Das Valle di Muggio

Eigentümlich ist es, das Valle di Muggio! Dort, zwischen Mendrisio und Chiasso, wo der Kanton Tessin im baulichen und verkehrsmässigen Chaos endet, beginnt eines der reizvollsten Täler der Schweiz.

Im Muggiotal sind noch zahlreiche und zum Teil einzigartige bauliche Zeugen der alten agrarischen Kulturlandschaft zu sehen. Diese Einrichtungen zeigen die ehemals kluge sparsame und nachhaltige Nutzung der vorhandenen Ressourcen auf. In erster Linie ist die nevèra zu erwähnen, die in der Schweiz sonst nirgends zu finden ist. Es handelt sich um einen zylindrischen Bau mit Bruchsteinmauerwerk und einem konischen Steinplattendach. Im Winter wurde das mehrere Meter tiefe Gebäude mit Schnee gefüllt, der bis in den Sommer hinein erhalten blieb. Die Bauern kühlten darin ihre Milch, bis diese weiterverarbeitet werden konnte. Weitere Besonderheiten sind die graa, Dörrhäuser für Kastanien, die cisterna, welche das Dachwasser auffangen und speichern, und der roccolo, ein Vogelfangturm. Aber auch Brücken und bolle (Mulden, die das Regenwasser auffangen und den Tieren als Tränke dienen), Kastanienselven und Mühlen gehören zur traditionellen Kulturlandschaft des Muggiotales. Dank der Hilfe des Fonds Landschaft Schweiz und des Kantons Tessin konnte das Museo etnografico della Valle di Muggio (MEVM) verschiedene solcher Schätze restaurieren.

Diese baulichen Instandsetzungen stehen im Zeichen der Förderung der Identität und eines landschaftsorientierten Tourismus. Sie sind wichtige Bestandteile der interessanten Themenwanderwege im Valle di Muggio. Das MEVM bietet geführte Wanderungen, Publikationen, eine Wanderkarte und thematische Ausstellungen (nevèra, Kastanie, Mühle). Denn nur wer die Vielfalt der Kulturlandschaft kennt, lernt sie auch zu schätzen und zu lieben.
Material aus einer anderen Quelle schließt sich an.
//! Notification center and background poller
//!
//! State lives in a `tokio::sync::watch` channel so views observe changes
//! without polling the center themselves. Only `is_read` is ever changed
//! locally; everything else comes from the backend.

use crate::backend::NotificationBackend;
use parking_lot::Mutex;
use registrar_model::{ApiError, MarkReadTarget, Notification};
use std::sync::Arc;
use std::time::Duration;
use tokio::sync::{oneshot, watch};
use tokio::task::JoinHandle;
use tokio::time::MissedTickBehavior;

/// What the notification bell and panel show
#[derive(Debug, Clone, Default, PartialEq, Eq)]
pub struct NotificationState {
    pub items: Vec<Notification>,
    pub unread_count: u64,
    pub panel_open: bool,
}

/// Notification state for one session
pub struct NotificationCenter {
    backend: Arc<dyn NotificationBackend>,
    state: watch::Sender<NotificationState>,
}

impl std::fmt::Debug for NotificationCenter {
    fn fmt(&self, f: &mut std::fmt::Formatter<'_>) -> std::fmt::Result {
        f.debug_struct("NotificationCenter")
            .field("state", &*self.state.borrow())
            .finish_non_exhaustive()
    }
}

impl NotificationCenter {
    #[must_use]
    pub fn new(backend: Arc<dyn NotificationBackend>) -> Self {
        let (state, _) = watch::channel(NotificationState::default());
        Self { backend, state }
    }

    /// Current state
    #[must_use]
    pub fn snapshot(&self) -> NotificationState {
        self.state.borrow().clone()
    }

    #[must_use]
    pub fn unread_count(&self) -> u64 {
        self.state.borrow().unread_count
    }

    #[must_use]
    pub fn is_panel_open(&self) -> bool {
        self.state.borrow().panel_open
    }

    /// Receiver that wakes on every state change
    #[must_use]
    pub fn watch(&self) -> watch::Receiver<NotificationState> {
        self.state.subscribe()
    }

    /// Load the feed, replacing items and count
    ///
    /// # Errors
    /// Returns the backend error after resetting the unread count to 0.
    pub async fn fetch(&self) -> Result<(), ApiError> {
        match self.backend.notifications().await {
            Ok(feed) => {
                self.state.send_if_modified(|state| {
                    let changed = state.items != feed.notifications || state.unread_count != feed.unread_count;
                    state.items = feed.notifications;
                    state.unread_count = feed.unread_count;
                    changed
                });
                Ok(())
            }
            Err(err) => {
                tracing::warn!(error = %err, "notification fetch failed");
                self.state.send_if_modified(|state| {
                    let changed = state.unread_count != 0;
                    state.unread_count = 0;
                    changed
                });
                Err(err)
            }
        }
    }

    /// Open the panel and reload the list
    ///
    /// # Errors
    /// As [`NotificationCenter::fetch`]; the panel stays open.
    pub async fn open_panel(&self) -> Result<(), ApiError> {
        self.state.send_if_modified(|state| !std::mem::replace(&mut state.panel_open, true));
        self.fetch().await
    }

    pub fn close_panel(&self) {
        self.state.send_if_modified(|state| std::mem::replace(&mut state.panel_open, false));
    }

    /// Mark one notification read; returns its link for navigation
    ///
    /// An already-read item makes no backend call.
    ///
    /// # Errors
    /// Backend error; local state is left as it was.
    pub async fn mark_read(&self, id: u64) -> Result<Option<String>, ApiError> {
        let (already_read, link) = {
            let state = self.state.borrow();
            let item = state.items.iter().find(|n| n.id == id);
            (
                item.is_some_and(|n| n.is_read),
                item.and_then(|n| n.link.clone()),
            )
        };
        if already_read {
            return Ok(link);
        }

        let unread_count = self.backend.mark_read(MarkReadTarget::Ids(vec![id])).await?;
        tracing::debug!(notification_id = id, unread_count, "notification marked read");
        self.state.send_modify(|state| {
            if let Some(item) = state.items.iter_mut().find(|n| n.id == id) {
                item.is_read = true;
            }
            state.unread_count = unread_count;
        });
        Ok(link)
    }

    /// Mark everything read; a no-op when nothing is unread
    ///
    /// # Errors
    /// Backend error; local state is left as it was.
    pub async fn mark_all_read(&self) -> Result<(), ApiError> {
        if self.unread_count() == 0 {
            return Ok(());
        }
        let unread_count = self.backend.mark_read(MarkReadTarget::All).await?;
        tracing::debug!(unread_count, "all notifications marked read");
        self.state.send_modify(|state| {
            for item in &mut state.items {
                item.is_read = true;
            }
            state.unread_count = unread_count;
        });
        Ok(())
    }

    /// One poll: update the count when it changed and the list only while
    /// the panel is open. Failures are logged and ignored.
    pub async fn poll_once(&self) {
        let feed = match self.backend.notifications().await {
            Ok(feed) => feed,
            Err(err) => {
                tracing::warn!(error = %err, "notification poll failed");
                return;
            }
        };
        self.state.send_if_modified(|state| {
            let mut changed = false;
            if state.unread_count != feed.unread_count {
                state.unread_count = feed.unread_count;
                changed = true;
            }
            if state.panel_open && state.items != feed.notifications {
                state.items = feed.notifications;
                changed = true;
            }
            changed
        });
    }
}

struct PollTask {
    shutdown: oneshot::Sender<()>,
    handle: JoinHandle<()>,
}

/// Fixed-interval notification poll with an explicit start/stop lifecycle
pub struct NotificationPoller {
    center: Arc<NotificationCenter>,
    task: Mutex<Option<PollTask>>,
}

impl std::fmt::Debug for NotificationPoller {
    fn fmt(&self, f: &mut std::fmt::Formatter<'_>) -> std::fmt::Result {
        f.debug_struct("NotificationPoller")
            .field("running", &self.is_running())
            .finish_non_exhaustive()
    }
}

impl NotificationPoller {
    #[must_use]
    pub fn new(center: Arc<NotificationCenter>) -> Self {
        Self {
            center,
            task: Mutex::new(None),
        }
    }

    #[must_use]
    pub fn center(&self) -> &Arc<NotificationCenter> {
        &self.center
    }

    #[must_use]
    pub fn is_running(&self) -> bool {
        self.task
            .lock()
            .as_ref()
            .is_some_and(|task| !task.handle.is_finished())
    }

    /// Start polling every `interval`, the first poll immediately
    ///
    /// A running poll is stopped first. Must be called inside a tokio
    /// runtime.
    pub fn start(&self, interval: Duration) {
        let (shutdown, mut stop) = oneshot::channel();
        let center = Arc::clone(&self.center);
        let period = interval.max(Duration::from_millis(1));

        let handle = tokio::spawn(async move {
            let mut ticker = tokio::time::interval(period);
            ticker.set_missed_tick_behavior(MissedTickBehavior::Delay);
            loop {
                tokio::select! {
                    _ = &mut stop => break,
                    _ = ticker.tick() => center.poll_once().await,
                }
            }
            tracing::debug!("notification poller stopped");
        });

        tracing::info!(interval_ms = u64::try_from(period.as_millis()).unwrap_or(u64::MAX), "notification poller started");
        if let Some(previous) = self.task.lock().replace(PollTask { shutdown, handle }) {
            let _ = previous.shutdown.send(());
        }
    }

    /// Stop polling; returns once the task has finished
    pub async fn stop(&self) {
        let task = self.task.lock().take();
        if let Some(task) = task {
            let _ = task.shutdown.send(());
            if let Err(err) = task.handle.await {
                tracing::warn!(error = %err, "notification poller ended abnormally");
            }
        }
    }
}

impl Drop for NotificationPoller {
    fn drop(&mut self) {
        if let Some(task) = self.task.get_mut().take() {
            task.handle.abort();
        }
    }
}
Eine beliebte touristische Attraktion ist die restaurierte Mühle von Bruzella, die wie in alten Tagen Mais mahlt. Seit drei Jahren werden im Muggiotal wieder Kastanien gesammelt. Sie werden in Cabbio gedörrt, wo die graa wieder benützt werden. Der roccolo von Scudellate kann besucht werden und Fachleute erklären den Interessierten die Technik des Vogelfangs. Die Mühle von Bruzella dient provisorisch als Informationszentrum des MEVM; bald – dank Hilfe der Kantone Zürich und Tessin – wird die Casa Cantoni in Cabbio diese Funktion übernehmen.
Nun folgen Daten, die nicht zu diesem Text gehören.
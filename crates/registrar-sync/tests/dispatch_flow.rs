//! Admin actions end to end over the scripted backend

use pretty_assertions::assert_eq;
use registrar_model::{ApiError, InvoiceStatus, RequestStatus, RequestType};
use registrar_sync::views::{self, ListView};
use registrar_sync::{DispatchError, NoteForm, RefreshScope, ScopeFilter, SyncEvent};
use registrar_test_utils::{
    client, invoice, pending_request, register_request, scripted_session, ticket, Endpoint,
    ScriptedBackend,
};
use serde_json::{Map, Value};
use std::time::Duration;

#[tokio::test]
async fn approving_a_registration_drops_it_and_the_counter() {
    let backend = ScriptedBackend::new().shared();
    backend.seed_request(register_request(42));
    backend.seed_request(register_request(43));
    backend.seed_client(client(1, "alice"));
    let session = scripted_session(&backend);

    session.enter_section(RefreshScope::PendingList(RequestType::Register)).await.unwrap();
    session.enter_section(RefreshScope::DashboardCounts).await.unwrap();
    session.enter_section(RefreshScope::ClientDetail(1)).await.unwrap();
    let before = session.registry().summary().unwrap();
    assert_eq!(before.pending_registrations, Some(2));

    let outcome = session
        .dispatcher()
        .dispatch(42, RequestType::Register, RequestStatus::Approved, "Looks good", Map::new())
        .await
        .unwrap();
    assert!(outcome.removed_from_pending);
    assert!(outcome.failed_refreshes.is_empty());

    let (_, id, update) = backend.status_updates().pop().unwrap();
    assert_eq!(id, 42);
    assert_eq!(update.status, RequestStatus::Approved);
    assert_eq!(update.admin_notes, "Looks good");

    let list = views::pending_list(session.registry(), RequestType::Register, &[]);
    assert!(list.card(42).is_none());
    assert!(list.card(43).is_some());

    let after = session.registry().summary().unwrap();
    assert_eq!(after.pending_registrations, Some(1));

    // the open client view keeps the item with its new status
    let approved = session.registry().find_by_id(RequestType::Register, 42);
    assert_eq!(approved.map(|r| r.status), Some(RequestStatus::Approved));
}

#[tokio::test]
async fn backend_rejection_leaves_registry_untouched() {
    let backend = ScriptedBackend::new().shared();
    backend.seed_request(register_request(42));
    let session = scripted_session(&backend);
    session.enter_section(RefreshScope::PendingList(RequestType::Register)).await.unwrap();
    let before = session.registry().get(RequestType::Register);

    backend.fail_next(Endpoint::UpdateStatus, ApiError::http(400, "Request is no longer pending."));
    backend.clear_calls();
    let err = session
        .dispatcher()
        .dispatch(42, RequestType::Register, RequestStatus::Rejected, "", Map::new())
        .await
        .unwrap_err();

    assert_eq!(err, DispatchError::Api(ApiError::http(400, "Request is no longer pending.")));
    assert_eq!(err.report().message, "Request is no longer pending.");
    assert_eq!(session.registry().get(RequestType::Register), before);
    // no refresh fan-out after a failure
    assert_eq!(backend.calls(), vec![Endpoint::UpdateStatus]);
}

#[tokio::test]
async fn status_outside_lifecycle_never_reaches_backend() {
    let backend = ScriptedBackend::new().shared();
    let session = scripted_session(&backend);

    let err = session
        .dispatcher()
        .dispatch(1, RequestType::Register, RequestStatus::EppCodeSent, "", Map::new())
        .await
        .unwrap_err();
    assert!(matches!(err, DispatchError::Invalid(_)));
    assert!(backend.calls().is_empty());
}

#[tokio::test]
async fn second_dispatch_while_in_flight_fails_fast() {
    let backend = ScriptedBackend::new().shared();
    backend.seed_request(register_request(42));
    backend.delay_next(Endpoint::UpdateStatus, Duration::from_millis(50));
    let session = scripted_session(&backend);
    let dispatcher = session.dispatcher();

    let first = dispatcher.dispatch(42, RequestType::Register, RequestStatus::Approved, "", Map::new());
    let second = async {
        tokio::task::yield_now().await;
        let key = register_request(42).key();
        let busy = dispatcher.is_in_flight(key);
        let card = views::request_card(&register_request(42), session.registry().table(), busy, false);
        let result = dispatcher
            .dispatch(42, RequestType::Register, RequestStatus::Rejected, "", Map::new())
            .await;
        (card, result)
    };

    let (first, (card, second)) = tokio::join!(first, second);
    assert!(first.is_ok());
    assert!(card.buttons.iter().all(|b| b.disabled));
    assert!(second.unwrap_err().is_in_flight());
    assert_eq!(backend.status_updates().len(), 1);
    assert!(!dispatcher.is_in_flight(register_request(42).key()));
}

#[tokio::test]
async fn epp_code_travels_only_with_send_epp() {
    let backend = ScriptedBackend::new().shared();
    backend.seed_request(pending_request(9, RequestType::TransferOut));
    let session = scripted_session(&backend);
    session
        .enter_section(RefreshScope::PendingList(RequestType::TransferOut))
        .await
        .unwrap();

    let request = session.registry().find_by_id(RequestType::TransferOut, 9).unwrap();
    let send_epp = *session
        .registry()
        .table()
        .action_for(RequestType::TransferOut, request.status, RequestStatus::EppCodeSent)
        .unwrap();

    // empty notes and EPP code are both accepted
    let outcome = session
        .dispatcher()
        .submit_note_form(&NoteForm::for_action(&request, &send_epp).with_notes("   "))
        .await
        .unwrap();
    assert_eq!(outcome.request.status, RequestStatus::EppCodeSent);
    let (_, _, update) = backend.status_updates().pop().unwrap();
    assert_eq!(update.admin_notes, "");
    assert!(update.extra.is_empty());
    assert!(!outcome.removed_from_pending);
    assert_eq!(
        session.registry().find_by_id(RequestType::TransferOut, 9).map(|r| r.status),
        Some(RequestStatus::EppCodeSent)
    );
}

#[tokio::test]
async fn epp_code_is_sent_when_typed() {
    let backend = ScriptedBackend::new().shared();
    backend.seed_request(pending_request(9, RequestType::TransferOut));
    let session = scripted_session(&backend);
    let request = pending_request(9, RequestType::TransferOut);
    let send_epp = *session
        .registry()
        .table()
        .action_for(RequestType::TransferOut, request.status, RequestStatus::EppCodeSent)
        .unwrap();

    let form = NoteForm::for_action(&request, &send_epp)
        .with_notes(" sent ")
        .with_epp_code("AUTH-9");
    session.dispatcher().submit_note_form(&form).await.unwrap();

    let (_, _, update) = backend.status_updates().pop().unwrap();
    assert_eq!(update.admin_notes, "sent");
    assert_eq!(update.extra.get("epp_code"), Some(&Value::String("AUTH-9".into())));
}

#[tokio::test]
async fn ticket_status_change_refreshes_ticket_views() {
    let backend = ScriptedBackend::new().shared();
    backend.seed_request(ticket(8, RequestStatus::Open));
    let session = scripted_session(&backend);
    session.enter_section(RefreshScope::TicketList).await.unwrap();
    session.enter_section(RefreshScope::TicketDetail(8)).await.unwrap();
    let mut events = session.orchestrator().subscribe(ScopeFilter::Tickets);
    backend.clear_calls();

    session
        .dispatcher()
        .change_ticket_status(8, RequestStatus::InProgress)
        .await
        .unwrap();
    // list and pending tickets come from one fetch
    assert_eq!(backend.call_count(Endpoint::Tickets), 1);

    let (_, _, update) = backend.status_updates().pop().unwrap();
    assert_eq!(update.admin_notes, "Status changed to In Progress by admin.");

    let scopes: Vec<RefreshScope> = events
        .drain()
        .into_iter()
        .filter(|e| matches!(e, SyncEvent::Refreshed { .. }))
        .map(|e| e.scope())
        .collect();
    assert!(scopes.contains(&RefreshScope::TicketList));
    assert!(scopes.contains(&RefreshScope::TicketDetail(8)));
    assert_eq!(
        session.registry().ticket_detail().map(|t| t.status),
        Some(RequestStatus::InProgress)
    );
}

#[tokio::test]
async fn ticket_reply_moves_open_ticket_in_progress() {
    let backend = ScriptedBackend::new().shared();
    backend.seed_request(ticket(8, RequestStatus::Open));
    let session = scripted_session(&backend);
    session.enter_section(RefreshScope::TicketDetail(8)).await.unwrap();

    assert_eq!(
        session.dispatcher().reply_to_ticket(8, "   ").await.unwrap_err(),
        DispatchError::EmptyReply
    );
    assert_eq!(backend.call_count(Endpoint::ReplyToTicket), 0);

    let reply = session.dispatcher().reply_to_ticket(8, " On it ").await.unwrap();
    assert_eq!(reply.message, "On it");

    let detail = session.registry().ticket_detail().unwrap();
    assert_eq!(detail.status, RequestStatus::InProgress);
    assert_eq!(detail.replies.len(), 1);
    let view = views::ticket_detail(&detail, session.registry().table(), false);
    assert!(view.replies[0].from_admin);
}

#[tokio::test]
async fn marking_invoice_paid_swaps_buttons_for_label() {
    let backend = ScriptedBackend::new().shared();
    backend.seed_invoice(invoice(7, InvoiceStatus::PendingPayment));
    backend.seed_client(client(1, "alice"));
    let session = scripted_session(&backend);
    session.enter_section(RefreshScope::InvoiceList).await.unwrap();

    let row = views::invoice_row(&session.registry().find_invoice(7).unwrap(), false);
    assert_eq!(row.buttons.len(), 2);

    let paid = session.dispatcher().mark_invoice_paid(7).await.unwrap();
    assert_eq!(paid.status, InvoiceStatus::Paid);

    let row = views::invoice_row(&session.registry().find_invoice(7).unwrap(), false);
    assert!(row.buttons.is_empty());
    assert_eq!(row.paid_label, Some(format!("Paid on {}", backend.today())));
    assert!(backend.call_count(Endpoint::Invoices) >= 2);
    assert_eq!(backend.call_count(Endpoint::PendingRequests), 1);

    let err = session.dispatcher().cancel_invoice(7).await.unwrap_err();
    assert_eq!(err.report().status, 400);
    assert_eq!(session.registry().find_invoice(7).map(|i| i.status), Some(InvoiceStatus::Paid));
}

#[tokio::test]
async fn terminal_action_leaves_empty_placeholder() {
    let backend = ScriptedBackend::new().shared();
    backend.seed_request(pending_request(3, RequestType::DnsChange));
    let session = scripted_session(&backend);
    session
        .enter_section(RefreshScope::PendingList(RequestType::DnsChange))
        .await
        .unwrap();

    session
        .dispatcher()
        .dispatch(3, RequestType::DnsChange, RequestStatus::Rejected, "bad record", Map::new())
        .await
        .unwrap();

    assert_eq!(
        views::pending_list(session.registry(), RequestType::DnsChange, &[]),
        ListView::Empty("No pending dns changes requests.".to_string())
    );
}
Die Aktivitäten rund um das Projekt Paesaggio antropico nützen dem lokalen Gewerbe und bilden eine Basis für neue landschaftsorientierte Tourismusangebote im Valle di Muggio. Das Tal ist ein Modell für die Verbindung von Landschaftsschutz und sanftem Tourismus, eine gelebte Landschaft auf handwerklich und ökologisch hohem Niveau.
(Zitat: unbekannt)

Nevère

Lange bevor elektrische Kühlgeräte existierten, hatte man im Valle di Muggio eine geniale Methode gefunden, Milch und Butter an einem kühlen feuchten Ort aufzubewahren, nämlich in der Nevera. Die Nevere liegen zum Teil recht weit weg vom Arbeitsplatz des Aelplers, weil sie möglichst günstig liegen sollen. Man baute diese Milchkeller in einen Moränenhang oder eine Geröllhalde hinein – mehrere Meter tief in den Boden – versehen mit einer Türe, einem Fenster und einer Rundtreppe entlang der Innenwand, die bis zum Boden führt. Die Eiskeller sind mit Hilfe der Trockenmauertechnik (also ohne Mörtel) gebaut und haben darum dicke Wände aus Kieselkalk-Gestein. Das Dach ist ein „falsches Gewölbe“; es besteht aus geschickt übereinandergeschichteten Steinplatten. Im Tessin stehen diese Vorratskammern für die wertvollen Milchprodukte meist an einer Quelle, wo sie laufend mit kühlem Wasser gefüllt werden. Milch und Butter werden dann in grossen Kupferkesseln gelagert, die im Wasser drin liegen. Das Muggiotal jedoch leidet an Wassermangel. Die Bevölkerung liess sich darum etwas Raffiniertes einfallen: Im Spätwinter werden Schnee und Eis durch Türe und Fenster in die Nevera (neve = Schnee) hineingeschaufelt und gestampft. Um diese ca. 40 Kubikmeter der Nevera zu füllen brauchen zwei Leute drei Tage. Dann wird eine Lage Stroh auf den Schnee gelegt, um vor der Wärme von aussen zu isolieren.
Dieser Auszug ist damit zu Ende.